Seit 2018 gebe es nun einen Rote-Hand-Brief des BfArM, der ausdrücklich vor dem höheren Risiko bei der Verordnung von Dienogest warne: „Eine Metaanalyse von vier Beobachtungsstudien kam zu dem Ergebnis, dass Kombinationspräparate mit Dienogest und Ethinylestradiol ein 1,6-fach erhöhtes Risiko für venöse Thromboembolien im Vergleich zum risikoärmeren Kombinationspräparaten mit Levonorgestrel aufweisen.“

Insbesondere junge Frauen, die sich für die Verhütung mit der Pille entscheiden und das erste Mal ein orales Kontrazeptivum einnehmen, sollten sich von ihrem Arzt oder ihrer Ärztin über die Risiken aufklären lassen. „Wichtig ist, dass sie auf typische Anzeichen einer Thrombose oder Embolie achten und umgehend einen Arzt oder eine Ärztin aufsuchen, wenn es dafür Anzeichen gibt“, so Eike Eymers.
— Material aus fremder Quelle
use thiserror::Error;

#[derive(Debug, Clone, Error, PartialEq, Eq)]
pub enum GatewayError {
    #[error("Database driver error: {0}")]
    DriverError(String),
    #[error("Database query error: {0}")]
    QueryError(String),
    #[error("{0} does not exist")]
    NotFound(String),
    #[error("Duplicate record: {0}")]
    Duplicate(String),
    #[error("The write would violate a data constraint: {0}")]
    ConstraintViolation(String),
}
impl NewMenuItem {
    pub fn new<S: Into<String>>(restaurant_id: i64, name: S, price: Money) -> Self {
        Self {
            restaurant_id,
            name: name.into(),
            price,
            category: DEFAULT_CATEGORY.to_string(),
            is_veg: false,
            image_url: None,
            is_available: true,
            recipe: Vec::new(),
        }
    }

    pub fn with_category<S: Into<String>>(mut self, category: S) -> Self {
        self.category = normalize_category(category.into());
        self
    }

    pub fn veg(mut self) -> Self {
        self.is_veg = true;
        self
    }

    pub fn with_ingredient(mut self, inventory_item_id: i64, quantity_required: Quantity) -> Self {
        self.recipe.push(RecipeLink::new(inventory_item_id, quantity_required));
        self
    }

    pub fn unavailable(mut self) -> Self {
        self.is_available = false;
        self
    }
}

/// Blank categories fall back to [`DEFAULT_CATEGORY`]
pub fn normalize_category(category: String) -> String {
    let trimmed = category.trim();
    if trimmed.is_empty() {
        DEFAULT_CATEGORY.to_string()
    } else {
        trimmed.to_string()
    }
}

/// The editable fields of a menu item. `None` leaves the field untouched.
#[derive(Debug, Clone, Default, PartialEq, Eq, Serialize, Deserialize)]
pub struct MenuItemUpdate {
    pub name: Option<String>,
    pub price: Option<Money>,
    pub category: Option<String>,
    pub is_veg: Option<bool>,
    pub image_url: Option<String>,
    pub is_available: Option<bool>,
}

impl MenuItemUpdate {
    pub fn with_name<S: Into<String>>(mut self, name: S) -> Self {
        self.name = Some(name.into());
        self
    }

    pub fn with_price(mut self, price: Money) -> Self {
        self.price = Some(price);
        self
    }

    pub fn with_category<S: Into<String>>(mut self, category: S) -> Self {
        self.category = Some(normalize_category(category.into()));
        self
    }

    pub fn with_availability(mut self, is_available: bool) -> Self {
        self.is_available = Some(is_available);
        self
    }

    pub fn is_empty(&self) -> bool {
        self.name.is_none() &&
            self.price.is_none() &&
            self.category.is_none() &&
            self.is_veg.is_none() &&
            self.image_url.is_none() &&
            self.is_available.is_none()
    }
}

//--------------------------------------     InventoryItem     -------------------------------------------------------
#[derive(Debug, Clone, PartialEq, Eq, FromRow, Serialize, Deserialize)]
pub struct InventoryItem {
    pub id: i64,
    pub restaurant_id: i64,
    pub name: String,
    pub current_stock: Quantity,
    pub unit: String,
    pub cost_per_unit: Money,
    pub low_stock_threshold: Quantity,
    pub updated_at: DateTime<Utc>,
}

impl InventoryItem {
    pub fn is_low_stock(&self) -> bool {
        self.current_stock <= self.low_stock_threshold
    }
}

#[derive(Debug, Clone, PartialEq, Eq, Serialize, Deserialize)]
pub struct NewInventoryItem {
    #[serde(default)]
    pub restaurant_id: i64,
    pub name: String,
    pub current_stock: Quantity,
    pub unit: String,
    #[serde(default)]
    pub cost_per_unit: Money,
    #[serde(default)]
    pub low_stock_threshold: Quantity,
}

impl NewInventoryItem {
    pub fn new<S: Into<String>>(restaurant_id: i64, name: S, current_stock: Quantity, unit: S) -> Self {
        Self {
            restaurant_id,
            name: name.into(),
            current_stock,
            unit: unit.into(),
            cost_per_unit: Money::default(),
            low_stock_threshold: Quantity::default(),
        }
    }

    pub fn with_low_stock_threshold(mut self, threshold: Quantity) -> Self {
        self.low_stock_threshold = threshold;
        self
    }
}

//--------------------------------------   OrderStatusType     -------------------------------------------------------
/// The lifecycle status of an order. See [`crate::lifecycle`] for the legal transitions.
#[derive(Debug, Clone, Copy, PartialEq, Eq, Hash, Type, Serialize, Deserialize)]
#[sqlx(rename_all = "snake_case")]
#[serde(rename_all = "snake_case")]
pub enum OrderStatusType {
    /// The order has been placed and the restaurant has not acted on it yet.
    Pending,
    /// The restaurant has accepted the order.
    Confirmed,
    /// The kitchen is preparing the order.
    Preparing,
    /// The order has left the restaurant.
    OutForDelivery,
    /// The order reached the customer. Terminal.
    Delivered,
    /// The order was cancelled. Terminal.
    Cancelled,
}

impl OrderStatusType {
    pub fn as_str(&self) -> &'static str {
        match self {
            Self::Pending => "pending",
            Self::Confirmed => "confirmed",
            Self::Preparing => "preparing",
            Self::OutForDelivery => "out_for_delivery",
            Self::Delivered => "delivered",
            Self::Cancelled => "cancelled",
        }
    }
}

impl Display for OrderStatusType {
    fn fmt(&self, f: &mut std::fmt::Formatter<'_>) -> std::fmt::Result {
        f.write_str(self.as_str())
    }
}

impl FromStr for OrderStatusType {
    type Err = ConversionError;

    fn from_str(s: &str) -> Result<Self, Self::Err> {
        match s {
            "pending" => Ok(Self::Pending),
            "confirmed" => Ok(Self::Confirmed),
            "preparing" => Ok(Self::Preparing),
            "out_for_delivery" => Ok(Self::OutForDelivery),
            "delivered" => Ok(Self::Delivered),
            "cancelled" => Ok(Self::Cancelled),
            s => Err(ConversionError(format!("Invalid order status: {s}"))),
        }
    }
}

impl From<String> for OrderStatusType {
    fn from(value: String) -> Self {
        value.parse().unwrap_or_else(|_| {
            error!("Invalid order status: {value}. But this conversion cannot fail. Defaulting to Pending");
            OrderStatusType::Pending
        })
    }
}

//--------------------------------------       OrderType       -------------------------------------------------------
#[derive(Debug, Clone, Copy, PartialEq, Eq, Type, Serialize, Deserialize)]
#[sqlx(rename_all = "SCREAMING_SNAKE_CASE")]
#[serde(rename_all = "SCREAMING_SNAKE_CASE")]
pub enum OrderType {
    Delivery,
    DineIn,
}

impl Display for OrderType {
    fn fmt(&self, f: &mut std::fmt::Formatter<'_>) -> std::fmt::Result {
        match self {
            OrderType::Delivery => write!(f, "DELIVERY"),
            OrderType::DineIn => write!(f, "DINE_IN"),
        }
    }
}

//--------------------------------------     PaymentMethod     -------------------------------------------------------
/// How the customer intends to pay. Only the tag is recorded; no settlement happens here.
#[derive(Debug, Clone, Copy, Default, PartialEq, Eq, Type, Serialize, Deserialize)]
#[sqlx(rename_all = "snake_case")]
#[serde(rename_all = "snake_case")]
pub enum PaymentMethod {
    #[default]
    Cash,
    Upi,
    Card,
}

impl Display for PaymentMethod {
    fn fmt(&self, f: &mut std::fmt::Formatter<'_>) -> std::fmt::Result {
        match self {
            PaymentMethod::Cash => write!(f, "cash"),
            PaymentMethod::Upi => write!(f, "upi"),
            PaymentMethod::Card => write!(f, "card"),
        }
    }
}

//--------------------------------------        OrderId        -------------------------------------------------------
#[derive(Debug, Clone, PartialEq, Eq, Hash, Type, Serialize, Deserialize)]
#[sqlx(transparent)]
#[serde(transparent)]
pub struct OrderId(pub String);

impl OrderId {
    /// Order ids appear in public tracking URLs, so they are random rather than sequential
    pub fn random() -> Self {
        Self(uuid::Uuid::new_v4().to_string())
    }

    pub fn as_str(&self) -> &str {
        &self.0
    }
}

impl FromStr for OrderId {
    type Err = ConversionError;

    fn from_str(s: &str) -> Result<Self, Self::Err> {
        let s = s.trim();
        if s.is_empty() {
            return Err(ConversionError("Order id cannot be empty".to_string()));
        }
        Ok(Self(s.to_string()))
    }
}

impl From<String> for OrderId {
    fn from(s: String) -> Self {
        Self(s)
    }
}

impl From<&str> for OrderId {
    fn from(s: &str) -> Self {
        Self(s.to_string())
    }
}

impl Display for OrderId {
    fn fmt(&self, f: &mut std::fmt::Formatter<'_>) -> std::fmt::Result {
        write!(f, "#{}", self.0)
    }
}

//--------------------------------------       GeoPoint        -------------------------------------------------------
#[derive(Debug, Clone, Copy, PartialEq, Serialize, Deserialize)]
pub struct GeoPoint {
    pub latitude: f64,
    pub longitude: f64,
}

impl GeoPoint {
    pub fn new(latitude: f64, longitude: f64) -> Self {
        Self { latitude, longitude }
    }

    pub fn is_valid(&self) -> bool {
        (-90.0..=90.0).contains(&self.latitude) && (-180.0..=180.0).contains(&self.longitude)
    }
}

//--------------------------------------       OrderLine       -------------------------------------------------------
/// One line of the order snapshot, copied from the cart at checkout time.
#[derive(Debug, Clone, PartialEq, Eq, Serialize, Deserialize)]
pub struct OrderLine {
    pub menu_item_id: i64,
    pub name: String,
    pub unit_price: Money,
    pub quantity: i64,
}

impl OrderLine {
    pub fn line_total(&self) -> Option<Money> {
        self.unit_price.checked_mul(self.quantity)
    }
}

//--------------------------------------         Order         -------------------------------------------------------
#[derive(Debug, Clone, PartialEq, Serialize, Deserialize)]
pub struct Order {
    pub id: OrderId,
    pub restaurant_id: i64,
    pub customer_name: String,
    pub customer_phone: String,
    /// The delivery address, or "Table N" for dine-in orders
    pub customer_address: String,
    pub location: Option<GeoPoint>,
    /// Immutable snapshot of the cart at checkout time
    pub order_details: Vec<OrderLine>,
    pub total_amount: Money,
    pub status: OrderStatusType,
    pub payment_method: PaymentMethod,
    pub order_type: OrderType,
    pub table_number: Option<i64>,
    pub created_at: DateTime<Utc>,
    pub updated_at: DateTime<Utc>,
}

impl Order {
    pub fn item_count(&self) -> i64 {
        self.order_details.iter().fold(0, |acc, l| acc.saturating_add(l.quantity))
    }
}

//--------------------------------------        NewOrder       -------------------------------------------------------
#[derive(Debug, Clone, PartialEq, Serialize, Deserialize)]
pub struct NewOrder {
    pub restaurant_id: i64,
    pub customer_name: String,
    pub customer_phone: String,
    pub customer_address: String,
    pub location: Option<GeoPoint>,
    pub order_details: Vec<OrderLine>,
    pub payment_method: PaymentMethod,
    pub order_type: OrderType,
    pub table_number: Option<i64>,
}

impl NewOrder {
    /// The order total is always derived from the lines, so the two can never disagree. `None` if it overflows.
    pub fn total_amount(&self) -> Option<Money> {
        Money::checked_sum(self.order_details.iter().map(OrderLine::line_total))
    }

    pub fn is_equivalent(&self, order: &Order) -> bool {
        self.restaurant_id == order.restaurant_id &&
            self.customer_name == order.customer_name &&
            self.customer_phone == order.customer_phone &&
            self.customer_address == order.customer_address &&
            self.order_details == order.order_details &&
            self.total_amount() == Some(order.total_amount) &&
            self.order_type == order.order_type &&
            self.table_number == order.table_number
    }
}

//--------------------------------------         Review        -------------------------------------------------------
#[derive(Debug, Clone, PartialEq, Eq, FromRow, Serialize, Deserialize)]
pub struct Review {
    pub id: i64,
    pub restaurant_id: i64,
    pub author_name: String,
    pub rating: i64,
    pub comment: String,
    pub is_visible: bool,
    pub created_at: DateTime<Utc>,
}

#[derive(Debug, Clone, PartialEq, Eq, Serialize, Deserialize)]
pub struct NewReview {
    pub author_name: String,
    pub rating: i64,
    #[serde(default)]
    pub comment: String,
}

impl NewReview {
    pub fn is_valid_rating(&self) -> bool {
        (1..=5).contains(&self.rating)
    }
}
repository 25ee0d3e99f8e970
#[macro_export]
macro_rules! op {
    (binary $for_struct:ident, $impl_trait:ident, $impl_fn:ident) => {
        impl $impl_trait for $for_struct {
            type Output = Self;

            fn $impl_fn(self, rhs: Self) -> Self::Output {
                Self(self.0.$impl_fn(rhs.0))
            }
        }
    };

    (inplace $for_struct:ident, $impl_trait:ident, $impl_fn:ident) => {
        impl $impl_trait for $for_struct {
            fn $impl_fn(&mut self, rhs: Self) {
                self.0.$impl_fn(rhs.0)
            }
        }
    };

    (unary $for_struct:ident, $impl_trait:ident, $impl_fn:ident) => {
        impl $impl_trait for $for_struct {
            type Output = Self;

            fn $impl_fn(self) -> Self::Output {
                Self(self.0.$impl_fn())
            }
        }
    };
}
Symptome sind starke Schmerzen oder Schwellungen sowie ein Spannungs- oder Schweregefühl im Bein. Auch eine bläulich-rote Verfärbung oder ein Glänzen der Haut am Bein kann auf eine Thrombose hindeuten. „Typische Symptome einer Lungenembolie sind plötzlich auftretende Kurzatmigkeit oder Atemnot, atemabhängiger Brustschmerz, Herzrasen oder unerklärlicher Husten“, sagt Eymers. Vor fast genau 60 Jahren, am 18. August 1960, kam in den Vereinigten Staaten die erste Pille zur Verhütung auf den Markt. Bereits ein Jahr später brachte die Schering AG in der Bundesrepublik Deutschland das erste orale Kontrazeptivum auf den Markt.